A set of records appears below. Print them all, word for word.

<<<<

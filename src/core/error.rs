//! Structured error types for the CLI surface.
//!
//! Errors must be classifiable, attributable, and actionable. Policy
//! rejections are not errors; they travel as `RejectionError` payloads.

use serde::{Deserialize, Serialize};
use std::collections::HashMap;

/// Error category for classification.
#[derive(Debug, Clone, Copy, PartialEq, Eq, Hash, Serialize, Deserialize)]
#[serde(rename_all = "snake_case")]
pub enum ErrorCategory {
    /// System-level errors (IO, serialization).
    System,
    /// Intent registry errors.
    Registry,
    /// Trace ledger errors.
    Ledger,
    /// User input errors.
    User,
}

impl std::fmt::Display for ErrorCategory {
    fn fmt(&self, f: &mut std::fmt::Formatter<'_>) -> std::fmt::Result {
        match self {
            Self::System => write!(f, "system"),
            Self::Registry => write!(f, "registry"),
            Self::Ledger => write!(f, "ledger"),
            Self::User => write!(f, "user"),
        }
    }
}

/// Structured error with full context.
#[derive(Debug, Clone, PartialEq, Eq, Serialize, Deserialize)]
pub struct WardenError {
    pub category: ErrorCategory,
    pub code: String,
    pub message: String,
    /// Component and identifier that originated the error.
    pub origin: String,
    pub recoverable: bool,
    pub recovery_hint: Option<String>,
    pub context: HashMap<String, String>,
}

impl WardenError {
    #[must_use]
    pub fn new(
        category: ErrorCategory,
        code: impl Into<String>,
        message: impl Into<String>,
        origin: impl Into<String>,
    ) -> Self {
        Self {
            category,
            code: code.into(),
            message: message.into(),
            origin: origin.into(),
            recoverable: false,
            recovery_hint: None,
            context: HashMap::new(),
        }
    }

    #[must_use]
    pub fn recoverable(mut self, recoverable: bool) -> Self {
        self.recoverable = recoverable;
        self
    }

    #[must_use]
    pub fn with_hint(mut self, hint: impl Into<String>) -> Self {
        self.recovery_hint = Some(hint.into());
        self
    }

    #[must_use]
    pub fn with_context(mut self, key: impl Into<String>, value: impl Into<String>) -> Self {
        self.context.insert(key.into(), value.into());
        self
    }

    /// Creates a system error.
    #[must_use]
    pub fn system(
        code: impl Into<String>,
        message: impl Into<String>,
        origin: impl Into<String>,
    ) -> Self {
        Self::new(ErrorCategory::System, code, message, origin)
    }

    /// Creates an intent registry error.
    #[must_use]
    pub fn registry(
        code: impl Into<String>,
        message: impl Into<String>,
        origin: impl Into<String>,
    ) -> Self {
        Self::new(ErrorCategory::Registry, code, message, origin)
    }

    /// Creates a trace ledger error.
    #[must_use]
    pub fn ledger(
        code: impl Into<String>,
        message: impl Into<String>,
        origin: impl Into<String>,
    ) -> Self {
        Self::new(ErrorCategory::Ledger, code, message, origin)
    }

    /// Creates a user input error.
    #[must_use]
    pub fn user(
        code: impl Into<String>,
        message: impl Into<String>,
        origin: impl Into<String>,
    ) -> Self {
        Self::new(ErrorCategory::User, code, message, origin).recoverable(true)
    }
}

impl std::fmt::Display for WardenError {
    fn fmt(&self, f: &mut std::fmt::Formatter<'_>) -> std::fmt::Result {
        write!(f, "[{}:{}] {}", self.category, self.code, self.message)
    }
}

impl std::error::Error for WardenError {}

/// Result type using `WardenError`.
pub type Result<T> = std::result::Result<T, WardenError>;

/// Exit codes for the CLI.
#[derive(Debug, Clone, Copy, PartialEq, Eq)]
pub enum ExitCode {
    Success = 0,
    Error = 1,
    NotFound = 2,
    Conflict = 3,
    PermissionDenied = 4,
}

impl From<ExitCode> for i32 {
    fn from(code: ExitCode) -> Self {
        code as Self
    }
}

>>>>

## [Task output]
filename src/core/error.rs
//! Structured error types for the CLI surface.
//!
//! Errors must be classifiable, attributable, and actionable. Policy
//! rejections are not errors; they travel as `RejectionError` payloads.

use serde::{Deserialize, Serialize};
use std::collections::HashMap;

/// Error category for classification.
#[derive(Debug, Clone, Copy, PartialEq, Eq, Hash, Serialize, Deserialize)]
#[serde(rename_all = "snake_case")]
pub enum ErrorCategory {
    /// System-level errors (IO, serialization).
    System,
    /// Intent registry errors.
    Registry,
    /// Trace ledger errors.
    Ledger,
    /// User input errors.
    User,
}

impl std::fmt::Display for ErrorCategory {
    fn fmt(&self, f: &mut std::fmt::Formatter<'_>) -> std::fmt::Result {
        match self {
            Self::System => write!(f, "system"),
            Self::Registry => write!(f, "registry"),
            Self::Ledger => write!(f, "ledger"),
            Self::User => write!(f, "user"),
        }
    }
}

/// Structured error with full context.
#[derive(Debug, Clone, PartialEq, Eq, Serialize, Deserialize)]
pub struct WardenError {
    pub category: ErrorCategory,
    pub code: String,
    pub message: String,
    /// Component and identifier that originated the error.
    pub origin: String,
    pub recoverable: bool,
    pub recovery_hint: Option<String>,
    pub context: HashMap<String, String>,
}

impl WardenError {
    #[must_use]
    pub fn new(
        category: ErrorCategory,
        code: impl Into<String>,
        message: impl Into<String>,
        origin: impl Into<String>,
    ) -> Self {
        Self {
            category,
            code: code.into(),
            message: message.into(),
            origin: origin.into(),
            recoverable: false,
            recovery_hint: None,
            context: HashMap::new(),
        }
    }

    #[must_use]
    pub fn recoverable(mut self, recoverable: bool) -> Self {
        self.recoverable = recoverable;
        self
    }

    #[must_use]
    pub fn with_hint(mut self, hint: impl Into<String>) -> Self {
        self.recovery_hint = Some(hint.into());
        self
    }

    #[must_use]
    pub fn with_context(mut self, key: impl Into<String>, value: impl Into<String>) -> Self {
        self.context.insert(key.into(), value.into());
        self
    }

    /// Creates a system error.
    #[must_use]
    pub fn system(
        code: impl Into<String>,
        message: impl Into<String>,
        origin: impl Into<String>,
    ) -> Self {
        Self::new(ErrorCategory::System, code, message, origin)
    }

    /// Creates an intent registry error.
    #[must_use]
    pub fn registry(
        code: impl Into<String>,
        message: impl Into<String>,
        origin: impl Into<String>,
    ) -> Self {
        Self::new(ErrorCategory::Registry, code, message, origin)
    }

    /// Creates a trace ledger error.
    #[must_use]
    pub fn ledger(
        code: impl Into<String>,
        message: impl Into<String>,
        origin: impl Into<String>,
    ) -> Self {
        Self::new(ErrorCategory::Ledger, code, message, origin)
    }

    /// Creates a user input error.
    #[must_use]
    pub fn user(
        code: impl Into<String>,
        message: impl Into<String>,
        origin: impl Into<String>,
    ) -> Self {
        Self::new(ErrorCategory::User, code, message, origin).recoverable(true)
    }
}

impl std::fmt::Display for WardenError {
    fn fmt(&self, f: &mut std::fmt::Formatter<'_>) -> std::fmt::Result {
        write!(f, "[{}:{}] {}", self.category, self.code, self.message)
    }
}

impl std::error::Error for WardenError {}

/// Result type using `WardenError`.
pub type Result<T> = std::result::Result<T, WardenError>;

/// Exit codes for the CLI.
#[derive(Debug, Clone, Copy, PartialEq, Eq)]
pub enum ExitCode {
    Success = 0,
    Error = 1,
    NotFound = 2,
    Conflict = 3,
    PermissionDenied = 4,
}

impl From<ExitCode> for i32 {
    fn from(code: ExitCode) -> Self {
        code as Self
    }
}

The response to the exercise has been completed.